Stored data entries:

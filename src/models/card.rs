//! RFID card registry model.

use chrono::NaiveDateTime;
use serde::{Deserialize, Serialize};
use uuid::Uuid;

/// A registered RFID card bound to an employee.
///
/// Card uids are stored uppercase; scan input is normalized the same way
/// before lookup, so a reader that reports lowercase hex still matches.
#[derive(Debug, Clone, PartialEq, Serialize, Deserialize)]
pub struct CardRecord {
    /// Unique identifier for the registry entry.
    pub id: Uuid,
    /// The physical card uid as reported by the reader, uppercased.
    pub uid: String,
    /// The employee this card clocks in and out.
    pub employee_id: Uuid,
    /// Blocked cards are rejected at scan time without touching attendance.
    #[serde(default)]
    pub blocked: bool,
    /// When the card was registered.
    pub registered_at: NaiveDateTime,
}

Task statement
Give back the lines above exactly, from the one with "hex still matches." through the last line.

Expected output
/// before lookup, so a reader that reports lowercase hex still matches.
#[derive(Debug, Clone, PartialEq, Serialize, Deserialize)]
pub struct CardRecord {
    /// Unique identifier for the registry entry.
    pub id: Uuid,
    /// The physical card uid as reported by the reader, uppercased.
    pub uid: String,
    /// The employee this card clocks in and out.
    pub employee_id: Uuid,
    /// Blocked cards are rejected at scan time without touching attendance.
    #[serde(default)]
    pub blocked: bool,
    /// When the card was registered.
    pub registered_at: NaiveDateTime,
}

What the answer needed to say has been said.